- Location of Hurley, Missouri
- Coordinates: 36°55′53″N 93°29′57″W﻿ / ﻿36.93139°N 93.49917°W
- Country: United States
- State: Missouri
- County: Stone

Area
- • Total: 0.43 sq mi (1.11 km^{2})
- • Land: 0.43 sq mi (1.11 km^{2})
- • Water: 0 sq mi (0.00 km^{2})
- Elevation: 1,086 ft (331 m)

Population (2020)
- • Total: 176
- • Density: 411.8/sq mi (158.99/km^{2})
- Time zone: UTC-6 (Central (CST))
- • Summer (DST): UTC-5 (CDT)
- ZIP code: 65675
- Area code: 417
- FIPS code: 29-33922

= Hurley, Missouri =

Hurley (formerly, Spring Creek Mill) is a city in Stone County, Missouri, United States. The population was 176 at the 2020 census. It is part of the Branson, Missouri Micropolitan Statistical Area.

==History==
A post office called Hurley has been in operation since 1898. The name "Hurley" was assigned by postal officials.

==Geography==
The community is in northern Stone County at the intersection of routes A and CC. Crane lies four miles to the southwest.

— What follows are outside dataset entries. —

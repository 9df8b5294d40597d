//! Filesystem layout and primitive operations for a tablet server root.
//!
//! Every tablet keeps its state under well-known children of the server
//! root:
//!
//! ```text
//! <root>/wal/<tablet_id>/            active WAL segments
//! <root>/wal-recovery/<tablet_id>/   set-aside segments during bootstrap
//! <root>/tablet-meta/<tablet_id>     tablet superblock
//! <root>/consensus-meta/<tablet_id>  consensus metadata
//! ```
//!
//! `FsManager` owns the layout and exposes the small set of primitive
//! operations the rest of the system performs on it. Renames are atomic on
//! the same filesystem, which the recovery flow relies on.

use std::fs::{File, OpenOptions};
use std::io::Write;
use std::path::{Path, PathBuf};
use tracing::debug;

const WAL_DIR: &str = "wal";
const WAL_RECOVERY_DIR: &str = "wal-recovery";
const TABLET_META_DIR: &str = "tablet-meta";
const CONSENSUS_META_DIR: &str = "consensus-meta";

/// Owns the on-disk layout of a tablet server root.
#[derive(Debug)]
pub struct FsManager {
    root: PathBuf,
}

impl FsManager {
    /// Open a server root, creating the layout directories if missing.
    pub fn open(root: impl Into<PathBuf>) -> std::io::Result<Self> {
        let root = root.into();
        for child in [WAL_DIR, WAL_RECOVERY_DIR, TABLET_META_DIR, CONSENSUS_META_DIR] {
            std::fs::create_dir_all(root.join(child))?;
        }
        debug!(target: "plateau::fs", root = %root.display(), "opened filesystem root");
        Ok(FsManager { root })
    }

    /// The server root directory.
    pub fn root(&self) -> &Path {
        &self.root
    }

    /// WAL directory for a tablet.
    pub fn tablet_wal_dir(&self, tablet_id: &str) -> PathBuf {
        self.root.join(WAL_DIR).join(tablet_id)
    }

    /// WAL recovery directory for a tablet.
    pub fn tablet_wal_recovery_dir(&self, tablet_id: &str) -> PathBuf {
        self.root.join(WAL_RECOVERY_DIR).join(tablet_id)
    }

    /// Path of a tablet's superblock file.
    pub fn tablet_metadata_path(&self, tablet_id: &str) -> PathBuf {
        self.root.join(TABLET_META_DIR).join(tablet_id)
    }

    /// Path of a tablet's consensus metadata file.
    pub fn consensus_metadata_path(&self, tablet_id: &str) -> PathBuf {
        self.root.join(CONSENSUS_META_DIR).join(tablet_id)
    }

    /// Whether a path exists.
    pub fn exists(&self, path: &Path) -> bool {
        path.exists()
    }

    /// Create a directory (and parents) unless it already exists.
    pub fn create_dir_if_missing(&self, path: &Path) -> std::io::Result<()> {
        std::fs::create_dir_all(path)
    }

    /// File names of a directory's children, in unspecified order.
    pub fn list_dir(&self, path: &Path) -> std::io::Result<Vec<String>> {
        let mut names = Vec::new();
        for entry in std::fs::read_dir(path)? {
            let entry = entry?;
            names.push(entry.file_name().to_string_lossy().into_owned());
        }
        Ok(names)
    }

    /// Atomically rename `src` to `dst`. Both must be on this root's
    /// filesystem.
    pub fn rename(&self, src: &Path, dst: &Path) -> std::io::Result<()> {
        std::fs::rename(src, dst)
    }

    /// Delete a single file.
    pub fn delete_file(&self, path: &Path) -> std::io::Result<()> {
        std::fs::remove_file(path)
    }

    /// Delete a directory and everything under it.
    pub fn delete_recursively(&self, path: &Path) -> std::io::Result<()> {
        std::fs::remove_dir_all(path)
    }

    /// Read a whole file.
    pub fn read_file(&self, path: &Path) -> std::io::Result<Vec<u8>> {
        std::fs::read(path)
    }

    /// Write a file using write-fsync-rename so a crash never leaves a
    /// partially written file at `path`.
    pub fn write_file_atomic(&self, path: &Path, data: &[u8]) -> std::io::Result<()> {
        let temp_path = path.with_extension("tmp");

        let mut file = OpenOptions::new()
            .create(true)
            .write(true)
            .truncate(true)
            .open(&temp_path)?;
        file.write_all(data)?;
        file.sync_all()?;
        drop(file);

        std::fs::rename(&temp_path, path)?;

        if let Some(parent) = path.parent() {
            if parent.exists() {
                let dir = File::open(parent)?;
                dir.sync_all()?;
            }
        }
        Ok(())
    }
}

#[cfg(test)]
mod tests {
    use super::*;
    use tempfile::tempdir;

    #[test]
    fn test_open_creates_layout() {
        let dir = tempdir().unwrap();
        let fs = FsManager::open(dir.path()).unwrap();

        assert!(fs.exists(&dir.path().join("wal")));
        assert!(fs.exists(&dir.path().join("wal-recovery")));
        assert!(fs.exists(&dir.path().join("tablet-meta")));
        assert!(fs.exists(&dir.path().join("consensus-meta")));
    }

    #[test]
    fn test_tablet_paths() {
        let dir = tempdir().unwrap();
        let fs = FsManager::open(dir.path()).unwrap();

        assert_eq!(fs.tablet_wal_dir("t1"), dir.path().join("wal").join("t1"));
        assert_eq!(
            fs.tablet_wal_recovery_dir("t1"),
            dir.path().join("wal-recovery").join("t1")
        );
    }

    #[test]
    fn test_write_file_atomic_roundtrip() {
        let dir = tempdir().unwrap();
        let fs = FsManager::open(dir.path()).unwrap();

        let path = fs.tablet_metadata_path("t1");
        fs.write_file_atomic(&path, b"hello").unwrap();
        assert_eq!(fs.read_file(&path).unwrap(), b"hello");

        // No temp file left behind.
        assert!(!fs.exists(&path.with_extension("tmp")));
    }

    #[test]
    fn test_rename_moves_directory() {
        let dir = tempdir().unwrap();
        let fs = FsManager::open(dir.path()).unwrap();

        let src = fs.tablet_wal_dir("t1");
        fs.create_dir_if_missing(&src).unwrap();
        std::fs::write(src.join("marker"), b"x").unwrap();

        let dst = fs.tablet_wal_recovery_dir("t1");
        fs.rename(&src, &dst).unwrap();

        assert!(!fs.exists(&src));
        assert!(fs.exists(&dst.join("marker")));
    }
}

According to the United States Census Bureau, the city has a total area of 0.45 sqmi, all land.

==Demographics==

Historical population
| Census | Pop. | Note | %± |
| 1960 | 117 |  | — |
| 1970 | 148 |  | 26.5% |
| 1980 | 125 |  | −15.5% |
| 1990 | 87 |  | −30.4% |
| 2000 | 157 |  | 80.5% |
| 2010 | 178 |  | 13.4% |
| 2020 | 176 |  | −1.1% |
U.S. Decennial Census

===2010 census===
As of the census of 2010, there were 178 people, 67 households, and 47 families living in the city. The population density was 395.6 PD/sqmi. There were 79 housing units at an average density of 175.6 /sqmi. The racial makeup of the city was 98.9% White, 0.6% Native American, and 0.6% from two or more races.

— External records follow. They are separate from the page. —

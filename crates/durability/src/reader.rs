//! Recovery-side log reader.
//!
//! The reader enumerates a directory's segments in sequence order and
//! decodes their entries. Decoding is best-effort: entries before a bad
//! frame are always returned together with the failure, so a caller can
//! replay the valid prefix of a segment that was being appended to when the
//! process died and then surface the corruption with full context.

use crate::entry::{decode_entry, EntryCodecError, LogEntry};
use crate::segment::{parse_segment_file_name, read_segment_file, SegmentHeader};
use plateau_core::FsManager;
use std::path::{Path, PathBuf};
use tracing::debug;

/// Log reader errors.
#[derive(Debug, Clone, PartialEq, Eq, thiserror::Error)]
pub enum LogReadError {
    /// I/O failure while listing or reading.
    #[error("I/O error reading log: {0}")]
    Io(String),

    /// A segment file's header is unreadable or inconsistent.
    #[error("invalid segment header in {path}: {detail}")]
    InvalidHeader {
        /// Path of the offending file.
        path: PathBuf,
        /// What was wrong with it.
        detail: String,
    },

    /// A segment's entry stream stops making sense partway through.
    #[error(
        "segment {sequence_number} ({path}) is corrupt after entry {entries_read}: {detail}"
    )]
    CorruptSegment {
        /// Sequence number of the segment.
        sequence_number: u64,
        /// Path of the segment file.
        path: PathBuf,
        /// Entries successfully decoded before the failure.
        entries_read: usize,
        /// The decoding failure.
        detail: String,
    },
}

/// One readable segment discovered by the reader.
#[derive(Debug, Clone)]
pub struct ReadableSegment {
    header: SegmentHeader,
    path: PathBuf,
}

impl ReadableSegment {
    /// The segment's header.
    pub fn header(&self) -> &SegmentHeader {
        &self.header
    }

    /// Path of the segment file.
    pub fn path(&self) -> &Path {
        &self.path
    }

    /// Decode the segment's entries in file order.
    ///
    /// Returns every entry decoded before the first failure, plus the
    /// failure itself if there was one. A partial frame at the tail (a
    /// crashed append) and a checksum mismatch are both failures.
    pub fn read_entries(&self) -> (Vec<LogEntry>, Result<(), LogReadError>) {
        let (_, body) = match read_segment_file(&self.path) {
            Ok(read) => read,
            Err(e) => return (Vec::new(), Err(LogReadError::Io(e.to_string()))),
        };

        let mut entries = Vec::new();
        let mut offset = 0;
        while offset < body.len() {
            match decode_entry(&body[offset..]) {
                Ok((entry, consumed)) => {
                    entries.push(entry);
                    offset += consumed;
                }
                Err(EntryCodecError::InsufficientData) => {
                    let err = LogReadError::CorruptSegment {
                        sequence_number: self.header.sequence_number(),
                        path: self.path.clone(),
                        entries_read: entries.len(),
                        detail: "segment ends mid-entry (truncated append)".to_string(),
                    };
                    return (entries, Err(err));
                }
                Err(e) => {
                    let err = LogReadError::CorruptSegment {
                        sequence_number: self.header.sequence_number(),
                        path: self.path.clone(),
                        entries_read: entries.len(),
                        detail: e.to_string(),
                    };
                    return (entries, Err(err));
                }
            }
        }
        (entries, Ok(()))
    }
}

/// Reader over the segments of one log directory.
pub struct LogReader {
    dir: PathBuf,
    segments: Vec<ReadableSegment>,
}

impl LogReader {
    /// Open a reader over a tablet's recovery directory.
    pub fn open_from_recovery_dir(
        fs: &FsManager,
        tablet_id: &str,
    ) -> Result<Self, LogReadError> {
        Self::open(fs.tablet_wal_recovery_dir(tablet_id))
    }

    /// Open a reader over an arbitrary log directory.
    ///
    /// Non-segment files are ignored. Every segment's header is validated
    /// eagerly so a reader, once open, hands out segments in a consistent
    /// order.
    pub fn open(dir: impl Into<PathBuf>) -> Result<Self, LogReadError> {
        let dir = dir.into();

        let mut numbered: Vec<(u64, PathBuf)> = Vec::new();
        let listing = std::fs::read_dir(&dir).map_err(|e| LogReadError::Io(e.to_string()))?;
        for dirent in listing {
            let dirent = dirent.map_err(|e| LogReadError::Io(e.to_string()))?;
            let name = dirent.file_name().to_string_lossy().into_owned();
            if let Some(seq) = parse_segment_file_name(&name) {
                numbered.push((seq, dirent.path()));
            }
        }
        numbered.sort_by_key(|(seq, _)| *seq);

        let mut segments = Vec::with_capacity(numbered.len());
        for (seq, path) in numbered {
            let (header, _) = read_segment_file(&path).map_err(|e| LogReadError::InvalidHeader {
                path: path.clone(),
                detail: e.to_string(),
            })?;
            if header.sequence_number() != seq {
                return Err(LogReadError::InvalidHeader {
                    path,
                    detail: format!(
                        "file name says segment {} but header says {}",
                        seq,
                        header.sequence_number()
                    ),
                });
            }
            segments.push(ReadableSegment { header, path });
        }

        debug!(
            target: "plateau::wal",
            dir = %dir.display(),
            segments = segments.len(),
            "opened log reader"
        );
        Ok(LogReader { dir, segments })
    }

    /// The directory this reader covers.
    pub fn dir(&self) -> &Path {
        &self.dir
    }

    /// The segments, in ascending sequence order.
    pub fn segments_snapshot(&self) -> &[ReadableSegment] {
        &self.segments
    }

    /// Number of segments.
    pub fn num_segments(&self) -> usize {
        self.segments.len()
    }
}

#[cfg(test)]
mod tests {
    use super::*;
    use crate::entry::{encode_entry, CommitMsg, OpType, ReplicateMsg, TxResult};
    use crate::entry::{OperationBody, WriteRequest};
    use crate::segment::WritableSegment;
    use plateau_core::clock::Timestamp;
    use plateau_core::schema::Schema;
    use plateau_core::OpId;
    use std::io::Write;
    use tempfile::tempdir;

    fn replicate(term: u64, index: u64) -> LogEntry {
        LogEntry::Replicate(ReplicateMsg {
            id: OpId::new(term, index),
            timestamp: Timestamp::from_u64(index),
            body: OperationBody::Write(WriteRequest {
                tablet_id: "t1".to_string(),
                schema: Schema::simple(),
                row_operations: vec![],
            }),
        })
    }

    fn commit(term: u64, index: u64) -> LogEntry {
        LogEntry::Commit(CommitMsg {
            committed_op_id: OpId::new(term, index),
            op_type: OpType::Write,
            timestamp: Timestamp::from_u64(index),
            result: TxResult::default(),
        })
    }

    fn write_segment(dir: &Path, seq: u64, entries: &[LogEntry]) {
        let mut segment = WritableSegment::create(dir, seq).unwrap();
        for entry in entries {
            segment.write(&encode_entry(entry).unwrap()).unwrap();
        }
        segment.sync().unwrap();
    }

    #[test]
    fn test_open_empty_dir() {
        let dir = tempdir().unwrap();
        let reader = LogReader::open(dir.path()).unwrap();
        assert_eq!(reader.num_segments(), 0);
    }

    #[test]
    fn test_segments_ordered_by_sequence_number() {
        let dir = tempdir().unwrap();
        write_segment(dir.path(), 3, &[replicate(1, 3)]);
        write_segment(dir.path(), 1, &[replicate(1, 1)]);
        write_segment(dir.path(), 2, &[replicate(1, 2)]);

        let reader = LogReader::open(dir.path()).unwrap();
        let seqs: Vec<u64> = reader
            .segments_snapshot()
            .iter()
            .map(|s| s.header().sequence_number())
            .collect();
        assert_eq!(seqs, vec![1, 2, 3]);
    }

    #[test]
    fn test_non_segment_files_ignored() {
        let dir = tempdir().unwrap();
        write_segment(dir.path(), 1, &[replicate(1, 1)]);
        std::fs::write(dir.path().join("wal-000001.tmp"), b"junk").unwrap();
        std::fs::write(dir.path().join("notes.txt"), b"junk").unwrap();

        let reader = LogReader::open(dir.path()).unwrap();
        assert_eq!(reader.num_segments(), 1);
    }

    #[test]
    fn test_read_entries_roundtrip() {
        let dir = tempdir().unwrap();
        let entries = vec![replicate(1, 1), commit(1, 1), replicate(1, 2)];
        write_segment(dir.path(), 1, &entries);

        let reader = LogReader::open(dir.path()).unwrap();
        let (read, status) = reader.segments_snapshot()[0].read_entries();
        status.unwrap();
        assert_eq!(read, entries);
    }

    #[test]
    fn test_truncated_tail_returns_prefix_and_error() {
        let dir = tempdir().unwrap();
        write_segment(dir.path(), 1, &[replicate(1, 1), commit(1, 1)]);

        // Simulate a crash mid-append: a partial frame at the tail.
        let path = crate::segment::segment_path(dir.path(), 1);
        let mut file = std::fs::OpenOptions::new().append(true).open(&path).unwrap();
        file.write_all(&[0x20, 0x00, 0x00, 0x00, 0x01, 0xAB]).unwrap();

        let reader = LogReader::open(dir.path()).unwrap();
        let (read, status) = reader.segments_snapshot()[0].read_entries();
        assert_eq!(read.len(), 2);
        match status.unwrap_err() {
            LogReadError::CorruptSegment {
                sequence_number,
                entries_read,
                ..
            } => {
                assert_eq!(sequence_number, 1);
                assert_eq!(entries_read, 2);
            }
            other => panic!("unexpected error: {:?}", other),
        }
    }

    #[test]
    fn test_flipped_bit_returns_prefix_and_error() {
        let dir = tempdir().unwrap();
        write_segment(dir.path(), 1, &[replicate(1, 1), commit(1, 1)]);

        let path = crate::segment::segment_path(dir.path(), 1);
        let mut data = std::fs::read(&path).unwrap();
        // Flip a byte inside the second entry's frame.
        let first_len = encode_entry(&replicate(1, 1)).unwrap().len();
        let target = crate::segment::SEGMENT_HEADER_SIZE + first_len + 8;
        data[target] ^= 0xFF;
        std::fs::write(&path, &data).unwrap();

        let reader = LogReader::open(dir.path()).unwrap();
        let (read, status) = reader.segments_snapshot()[0].read_entries();
        assert_eq!(read.len(), 1);
        assert!(matches!(
            status,
            Err(LogReadError::CorruptSegment { entries_read: 1, .. })
        ));
    }

    #[test]
    fn test_header_file_name_mismatch_rejected() {
        let dir = tempdir().unwrap();
        write_segment(dir.path(), 5, &[replicate(1, 1)]);

        // Rename the file so its name disagrees with the header.
        std::fs::rename(
            crate::segment::segment_path(dir.path(), 5),
            crate::segment::segment_path(dir.path(), 6),
        )
        .unwrap();

        assert!(matches!(
            LogReader::open(dir.path()),
            Err(LogReadError::InvalidHeader { .. })
        ));
    }
}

There were 67 households, of which 38.8% had children under the age of 18 living with them, 56.7% were married couples living together, 6.0% had a female householder with no husband present, 7.5% had a male householder with no wife present, and 29.9% were non-families. 23.9% of all households were made up of individuals, and 6% had someone living alone who was 65 years of age or older. The average household size was 2.66 and the average family size was 3.19.

The median age in the city was 36.5 years. 27.5% of residents were under the age of 18; 11.4% were between the ages of 18 and 24; 21.8% were from 25 to 44; 29.8% were from 45 to 64; and 9.6% were 65 years of age or older. The gender makeup of the city was 55.6% male and 44.4% female.

===2000 census===
As of the census of 2000, there were 157 people, 59 households, and 44 families living in the city. The population density was 472.1 PD/sqmi. There were 63 housing units at an average density of 189.4 /sqmi. The racial makeup of the city was 98.09% White, 0.64% Native American, and 1.27% from two or more races.

There were 59 households, out of which 45.8% had children under the age of 18 living with them, 55.9% were married couples living together, 13.6% had a female householder with no husband present, and 25.4% were non-families. 25.4% of all households were made up of individuals, and 18.6% had someone living alone who was 65 years of age or older. The average household size was 2.66 and the average family size was 3.16.

In the city the population was spread out, with 34.4% under the age of 18, 9.6% from 18 to 24, 24.8% from 25 to 44, 15.9% from 45 to 64, and 15.3% who were 65 years of age or older. The median age was 29 years. For every 100 females, there were 84.7 males. For every 100 females age 18 and over, there were 94.3 males.

The median income for a household in the city was $30,833, and the median income for a family was $32,857. Males had a median income of $24,250 versus $13,750 for females. The per capita income for the city was $13,644. About 15.9% of families and 21.9% of the population were below the poverty line, including 23.4% of those under the age of eighteen and 44.4% of those 65 or over.